Несколько мгновений после пробуждения она близка к панике, и я ободряюще сжимаю её пальцы, словно говоря: “Ничего не бойся, я с тобой”, и она удивлённо смотрит на наши переплетённые пальцы. Переводит взгляд на меня. Короткая вспышка узнавания живо мелькает в глазах. Лада слабо улыбается, облизывает пересохшие губы и еле слышно произносит:
– Это вы! Я видела вас… там… – Она хмурится. – Но где – там? Ничего не помню… Вы знаете, кто я? Где я?
От неожиданности я отпускаю её руку. Врач толкает меня в плечо, намекая, чтобы я освободил проход, и я двигаюсь в сторону вместе с табуретом.
Она быстро осматривает Ладу, которая испуганно смотрит прямо в мои глаза.
– Как вас зовут? Вы помните, откуда приехали? Имена ваших родных и близких, возможно, кого-то из друзей? – засыпает девушку вопросами врач.
Лада качает головой:
– Ничего не помню. Только его. Был свет, такая яркая вспышка. У меня сильно болела голова. Потом я увидела его, – сбивчиво говорит Лада. – Больше ничего не помню.
Врач переводит взгляд на меня, и я быстро поясняю:
– Я – спасатель, Алтайский ПСО, подразделение “Катунь”. Это я обнаружил эту девушку, сорвавшуюся с туристической тропы, проходящей по скалам.
– Вы знаете, кто я? – спрашивает Лада звонко. Её глаза полны слёз.

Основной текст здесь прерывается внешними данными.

//! Remote code execution: wire types, errors and the Piston client.

use serde::{Deserialize, Serialize};

use crate::languages::LanguageOption;

pub mod piston;

pub use piston::ExecutionClient;

/// Body of `POST /execute`.
#[derive(Debug, Clone, PartialEq, Eq, Serialize)]
pub struct ExecuteRequest {
    pub language: String,
    pub version: String,
    pub files: Vec<SourceFile>,
}

#[derive(Debug, Clone, PartialEq, Eq, Serialize)]
pub struct SourceFile {
    pub content: String,
}

impl ExecuteRequest {
    pub fn new(option: &LanguageOption, content: impl Into<String>) -> Self {
        Self {
            language: option.language.to_string(),
            version: option.version.to_string(),
            files: vec![SourceFile { content: content.into() }],
        }
    }
}

/// Response of `POST /execute`.
///
/// A failed compile skips the run stage, so `run` is absent in that case.
/// [`ExecuteResponse::validate`] rejects bodies that carry neither.
#[derive(Debug, Clone, Deserialize)]
pub struct ExecuteResponse {
    #[serde(default)]
    pub language: String,
    #[serde(default)]
    pub version: String,
    #[serde(default)]
    pub run: Option<Stage>,
    #[serde(default)]
    pub compile: Option<Stage>,
}

/// Captured result of one stage (compile or run).
#[derive(Debug, Clone, Deserialize)]
pub struct Stage {
    #[serde(default)]
    pub stdout: String,
    #[serde(default)]
    pub stderr: String,
    pub output: String,
    #[serde(default)]
    pub code: Option<i32>,
    #[serde(default)]
    pub signal: Option<String>,
}

impl Stage {
    /// Non-zero exit or killed by a signal.
    pub fn failed(&self) -> bool {
        self.signal.is_some() || self.code.unwrap_or(0) != 0
    }
}

impl ExecuteResponse {
    /// Accept a run result, or a compile failure that stopped before running.
    pub fn validate(self) -> Result<Self, ExecutionError> {
        if self.run.is_some() || self.compile_failed() {
            return Ok(self);
        }
        let reason = if self.compile.is_some() {
            "compile succeeded but no run stage was returned"
        } else {
            "response has neither a run nor a compile stage"
        };
        Err(ExecutionError::MalformedResponse(reason.into()))
    }

    /// True when compilation failed and nothing was run.
    pub fn compile_failed(&self) -> bool {
        self.run.is_none() && self.compile.as_ref().is_some_and(Stage::failed)
    }

    /// Stage whose output is shown: the run, else the failed compile.
    pub fn shown_stage(&self) -> Option<&Stage> {
        self.run.as_ref().or(self.compile.as_ref())
    }

    /// Shown stage's combined output split on `\n`, one entry per line.
    pub fn output_lines(&self) -> Vec<String> {
        self.shown_stage()
            .map(|stage| stage.output.split('\n').map(str::to_string).collect())
            .unwrap_or_default()
    }
}

/// Entry of `GET /runtimes`.
#[derive(Debug, Clone, Deserialize)]
pub struct Runtime {
    pub language: String,
    pub version: String,
    #[serde(default)]
    pub aliases: Vec<String>,
    #[serde(default)]
    pub runtime: Option<String>,
}

#[derive(Debug, thiserror::Error)]
pub enum ExecutionError {
    #[error("failed to build HTTP client: {0}")]
    Client(#[source] reqwest::Error),
    #[error("execution request failed: {0}")]
    Transport(#[from] reqwest::Error),
    #[error("execution service returned {status}: {message}")]
    Status {
        status: reqwest::StatusCode,
        message: String,
    },
    #[error("unexpected response from execution service: {0}")]
    MalformedResponse(String),
}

Я знаю, да. Знаю о ней так много и не знаю абсолютно ничего. И сейчас я не уверен, что должен говорить, кто она. Памятуя о собственных подозрениях, пусть я трижды совершаю самую большую глупость, но я не могу рассказать, кто она, пока не разберусь, какого чёрта с ней произошло.
– Я просто спасатель, – говорю им обеим. – Я выполнил свою работу и просто хотел убедиться, что с пострадавшей на моём участке будет всё хорошо.
Я поднимаюсь, не зная, куда деться от внутреннего смятения. Назойливо бьётся мысль, что Лада не помнит своего прошлого, не помнит даже собственного имени, а значит, забыла меня. И чтобы не наделать ещё больше глупостей, чтобы лишить себя возможности вернуть то прошлое, я должен, обязан убраться подальше от неё. Оставить всё, как есть. Ради собственного блага. Хотя это последнее, чего мне хочется. Видит Бог, я слаб. Я хочу быть искушённым. Но это не может закончиться ничем хорошим. А снова я этого не вынесу.
– Вижу, что с вами теперь точно всё будет хорошо, – говорю Ладе. В её глазах плещется разочарование. Прости, Мармеладка, я делаю это и для тебя тоже. – Вы обязательно поправитесь. С вами всё будет хорошо. Спасибо, док, позаботьтесь о ней как следует.